Work instructions.
In the entries below, filter for the word "contains" and copy every matching line.

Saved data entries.
#[cfg(test)]
pub(crate) mod tests {
    use std::sync::atomic::{AtomicUsize, Ordering};

    use agora_shared::{LinkKind, MessageType, RoomKind, WorkspaceId};
    use agora_store::{IngestOutcome, NewMessage};
    use async_trait::async_trait;
    use chrono::Utc;

    use super::*;

    /// One recorded send: destination room, when the send started, payload.
    pub(crate) type SendRecord = (RoomId, Instant, Notification);

    /// Records every send; can fail chosen rooms and hold each send open.
    #[derive(Default)]
    pub(crate) struct RecordingSender {
        pub sends: Mutex<Vec<SendRecord>>,
        pub fail_rooms: Mutex<Vec<RoomId>>,
        pub hold: Duration,
        in_flight: AtomicUsize,
        pub max_in_flight: AtomicUsize,
    }

    impl RecordingSender {
        pub fn holding(hold: Duration) -> Self {
            Self {
                hold,
                ..Default::default()
            }
        }

        pub fn fail_room(&self, room: RoomId) {
            self.fail_rooms.lock().unwrap().push(room);
        }

        pub fn heal(&self) {
            self.fail_rooms.lock().unwrap().clear();
        }

        pub fn sends_to(&self, room: RoomId) -> Vec<SendRecord> {
            self.sends
                .lock()
                .unwrap()
                .iter()
                .filter(|(r, _, _)| *r == room)
                .cloned()
                .collect()
        }
    }

    #[async_trait]
    impl Sender for RecordingSender {
        async fn send(
            &self,
            destination: &Destination,
            notification: &Notification,
        ) -> Result<(), DeliveryError> {
            let started = Instant::now();
            let now_in_flight = self.in_flight.fetch_add(1, Ordering::SeqCst) + 1;
            self.max_in_flight.fetch_max(now_in_flight, Ordering::SeqCst);

            if !self.hold.is_zero() {
                tokio::time::sleep(self.hold).await;
            }

            self.in_flight.fetch_sub(1, Ordering::SeqCst);
            self.sends
                .lock()
                .unwrap()
                .push((destination.room_id, started, notification.clone()));

            if self.fail_rooms.lock().unwrap().contains(&destination.room_id) {
                return Err(DeliveryError::Rejected { status: 500 });
            }
            Ok(())
        }
    }

    pub(crate) fn store_message(
        store: &Store,
        ws: WorkspaceId,
        room: &Room,
        external_id: &str,
        body: &str,
    ) -> Message {
        let outcome = store
            .with(|db| {
                db.ingest_message(
                    ws,
                    NewMessage {
                        room_id: room.id,
                        sender_id: "u-1".into(),
                        sender_name: "alice".into(),
                        body: body.into(),
                        message_type: MessageType::Text,
                        external_message_id: external_id.into(),
                        timestamp: Utc::now(),
                    },
                    vec![],
                )
            })
            .unwrap();
        match outcome {
            IngestOutcome::Stored(m) => m,
            IngestOutcome::Duplicate => panic!("unexpected duplicate"),
        }
    }

    struct Acme {
        store: Store,
        ws: WorkspaceId,
        general: Room,
        digest: Room,
    }

    /// Acme: `general` (standard) -> `digest` (aggregate).
    fn acme() -> Acme {
        let store = Store::in_memory();
        let (ws, general, digest) = store
            .with(|db| {
                let ws = db.ensure_workspace("acme", "Acme")?.id;
                let general = db.ensure_room(ws, "c-general", "general")?;
                let digest = db.ensure_room(ws, "c-digest", "digest")?;
                let digest = db.set_room_kind(ws, digest.id, RoomKind::Aggregate)?;
                db.create_room_link(ws, general.id, digest.id, LinkKind::OneWay)?;
                Ok((ws, general, digest))
            })
            .unwrap();
        Acme {
            store,
            ws,
            general,
            digest,
        }
    }

    fn notifier(store: &Store, sender: Arc<RecordingSender>, config: NotifierConfig) -> Notifier {
        Notifier::new(store.clone(), sender, config)
    }

    fn destination(room: RoomId) -> Destination {
        Destination {
            room_id: room,
            channel_external_id: format!("c-{room}"),
        }
    }

    #[tokio::test(start_paused = true)]
    async fn acme_scenario_second_message_waits_for_cooldown() {
        let acme = acme();
        let sender = Arc::new(RecordingSender::default());
        let notifier = notifier(&acme.store, sender.clone(), NotifierConfig::default());

        let m1 = store_message(&acme.store, acme.ws, &acme.general, "m-1", "first");
        let delivered = notifier.notify(&m1, &acme.general, false).await.unwrap();
        assert_eq!(delivered, vec![acme.digest.id]);

        let m2 = store_message(&acme.store, acme.ws, &acme.general, "m-2", "second");
        notifier.notify(&m2, &acme.general, false).await.unwrap();

        let sends = sender.sends_to(acme.digest.id);
        assert_eq!(sends.len(), 2);
        assert_eq!(sends[0].2.footer.as_deref(), Some("Message ID: m-1"));
        assert_eq!(sends[0].2.description, "first");
        assert_eq!(sends[1].2.footer.as_deref(), Some("Message ID: m-2"));
        assert!(sends[1].1 - sends[0].1 >= Duration::from_secs(1));
    }

    #[tokio::test(start_paused = true)]
    async fn simultaneous_deliveries_to_one_room_respect_cooldown() {
        let store = Store::in_memory();
        let sender = Arc::new(RecordingSender::default());
        let cooldown = Duration::from_millis(750);
        let notifier = notifier(
            &store,
            sender.clone(),
            NotifierConfig {
                max_concurrency: 5,
                cooldown,
            },
        );

        let room = RoomId::new();
        let dest = destination(room);
        let notification = Notification::new("t", "d");
        let results = join_all((0..6).map(|_| notifier.deliver(&dest, &notification))).await;
        assert!(results.iter().all(Result::is_ok));

        let mut instants: Vec<Instant> = sender.sends_to(room).iter().map(|s| s.1).collect();
        instants.sort();
        assert_eq!(instants.len(), 6);
        for pair in instants.windows(2) {
            assert!(pair[1] - pair[0] >= cooldown);
        }
    }

    #[tokio::test(start_paused = true)]
    async fn in_flight_sends_never_exceed_the_pool() {
        let store = Store::in_memory();
        let sender = Arc::new(RecordingSender::holding(Duration::from_millis(50)));
        let notifier = notifier(
            &store,
            sender.clone(),
            NotifierConfig {
                max_concurrency: 3,
                cooldown: Duration::from_secs(1),
            },
        );

        let destinations: Vec<_> = (0..20).map(|_| destination(RoomId::new())).collect();
        let notification = Notification::new("t", "d");
        let results =
            join_all(destinations.iter().map(|d| notifier.deliver(d, &notification))).await;

        assert!(results.iter().all(Result::is_ok));
        assert_eq!(sender.sends.lock().unwrap().len(), 20);
        assert_eq!(sender.max_in_flight.load(Ordering::SeqCst), 3);
    }

    #[tokio::test(start_paused = true)]
    async fn failed_send_still_starts_the_cooldown() {
        let store = Store::in_memory();
        let sender = Arc::new(RecordingSender::default());
        let notifier = notifier(&store, sender.clone(), NotifierConfig::default());
        let room = RoomId::new();
        let dest = destination(room);
        let notification = Notification::new("t", "d");

        sender.fail_room(room);
        assert!(notifier.deliver(&dest, &notification).await.is_err());
        sender.heal();
        notifier.deliver(&dest, &notification).await.unwrap();

        let sends = sender.sends_to(room);
        assert_eq!(sends.len(), 2);
        assert!(sends[1].1 - sends[0].1 >= Duration::from_secs(1));
    }

    #[tokio::test(start_paused = true)]
    async fn fan_out_reaches_each_linked_aggregate_once_and_stays_in_tenant() {
        let acme = acme();
        let (agg2, deleted_agg, plain, foreign_digest) = acme
            .store
            .with(|db| {
                let ws = acme.ws;
                let agg2 = db.ensure_room(ws, "c-agg2", "agg2")?;
                db.set_room_kind(ws, agg2.id, RoomKind::Aggregate)?;
                // Reverse bidirectional link: agg2 <-> general.
                db.create_room_link(ws, agg2.id, acme.general.id, LinkKind::Bidirectional)?;
                // And a second path to digest, which must not double-deliver.
                db.create_room_link(ws, acme.digest.id, acme.general.id, LinkKind::Bidirectional)?;

                let deleted_agg = db.ensure_room(ws, "c-old", "old-digest")?;
                db.set_room_kind(ws, deleted_agg.id, RoomKind::Aggregate)?;
                db.create_room_link(ws, acme.general.id, deleted_agg.id, LinkKind::OneWay)?;
                db.soft_delete_room(ws, "c-old")?;

                let plain = db.ensure_room(ws, "c-plain", "plain")?;
                db.create_room_link(ws, acme.general.id, plain.id, LinkKind::OneWay)?;

                // Same channel id and name in another tenant.
                let other = db.ensure_workspace("globex", "Globex")?.id;
                let foreign = db.ensure_room(other, "c-digest", "digest")?;
                db.set_room_kind(other, foreign.id, RoomKind::Aggregate)?;
                Ok((agg2, deleted_agg, plain, foreign))
            })
            .unwrap();

        let sender = Arc::new(RecordingSender::default());
        let notifier = notifier(&acme.store, sender.clone(), NotifierConfig::default());
        let m = store_message(&acme.store, acme.ws, &acme.general, "m-1", "hello");

        let mut delivered = notifier.notify(&m, &acme.general, false).await.unwrap();
        delivered.sort();
        let mut expected = vec![acme.digest.id, agg2.id];
        expected.sort();
        assert_eq!(delivered, expected);

        assert_eq!(sender.sends_to(acme.digest.id).len(), 1);
        assert_eq!(sender.sends_to(agg2.id).len(), 1);
        for excluded in [deleted_agg.id, plain.id, foreign_digest.id, acme.general.id] {
            assert!(sender.sends_to(excluded).is_empty());
        }
    }

    #[tokio::test(start_paused = true)]
    async fn failed_target_is_left_out_of_the_result() {
        let acme = acme();
        let agg2 = acme
            .store
            .with(|db| {
                let agg2 = db.ensure_room(acme.ws, "c-agg2", "agg2")?;
                db.set_room_kind(acme.ws, agg2.id, RoomKind::Aggregate)?;
                db.create_room_link(acme.ws, acme.general.id, agg2.id, LinkKind::OneWay)?;
                Ok(agg2)
            })
            .unwrap();

        let sender = Arc::new(RecordingSender::default());
        sender.fail_room(acme.digest.id);
        let notifier = notifier(&acme.store, sender.clone(), NotifierConfig::default());
        let m = store_message(&acme.store, acme.ws, &acme.general, "m-1", "hello");

        let delivered = notifier.notify(&m, &acme.general, false).await.unwrap();
        assert_eq!(delivered, vec![agg2.id]);
    }

    #[tokio::test(start_paused = true)]
    async fn unavailable_store_is_an_error_not_an_empty_fan_out() {
        let acme = acme();
        let sender = Arc::new(RecordingSender::default());
        let notifier = notifier(&acme.store, sender.clone(), NotifierConfig::default());
        let m = store_message(&acme.store, acme.ws, &acme.general, "m-1", "hello");

        acme.store.poison();
        let result = notifier.notify(&m, &acme.general, false).await;
        assert!(matches!(result, Err(StoreError::Unavailable(_))));
        assert!(sender.sends_to(acme.digest.id).is_empty());
    }

    #[tokio::test(start_paused = true)]
    async fn similar_messages_are_attached_without_the_message_itself() {
        let acme = acme();
        let sender = Arc::new(RecordingSender::default());
        let notifier = notifier(&acme.store, sender.clone(), NotifierConfig::default());

        store_message(&acme.store, acme.ws, &acme.general, "old-1", "deploy failed on staging");
        store_message(&acme.store, acme.ws, &acme.general, "old-2", "unrelated chatter");
        let m = store_message(&acme.store, acme.ws, &acme.general, "m-1", "deploy is broken again");

        notifier.notify(&m, &acme.general, true).await.unwrap();

        let sends = sender.sends_to(acme.digest.id);
        let field = sends[0]
            .2
            .fields
            .iter()
            .find(|f| f.name == "Similar messages")
            .expect("similar field");
        assert!(field.value.contains("deploy failed on staging"));
        assert!(!field.value.contains("deploy is broken again"));
        assert!(!field.value.contains("unrelated"));
    }

    #[test]
    fn keywords_skip_short_words_and_cap_at_five() {
        assert_eq!(
            extract_keywords("a to the deploy of db server is up now ok yes"),
            vec!["the", "deploy", "server", "now", "yes"]
        );
    }

    #[test]
    fn long_bodies_are_truncated() {
        let message = Message {
            id: agora_shared::MessageId::new(),
            workspace_id: WorkspaceId::new(),
            room_id: RoomId::new(),
            sender_id: "u".into(),
            sender_name: "alice".into(),
            body: "x".repeat(800),
            message_type: MessageType::Text,
            external_message_id: "m".into(),
            timestamp: Utc::now(),
        };
        let room = Room {
            id: message.room_id,
            workspace_id: message.workspace_id,
            external_id: "c".into(),
            name: "general".into(),
            kind: RoomKind::Standard,
            ai_config: None,
            created_at: Utc::now(),
            deleted_at: None,
        };
        let n = message_notification(&message, &room, &[]);
        assert_eq!(n.description.chars().count(), NOTIFICATION_BODY_LIMIT);
        assert!(n.description.ends_with("..."));
        assert_eq!(n.fields.len(), 3);
    }
}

Response to the task.
            if self.fail_rooms.lock().unwrap().contains(&destination.room_id) {
        assert!(field.value.contains("deploy failed on staging"));
        assert!(!field.value.contains("deploy is broken again"));
        assert!(!field.value.contains("unrelated"));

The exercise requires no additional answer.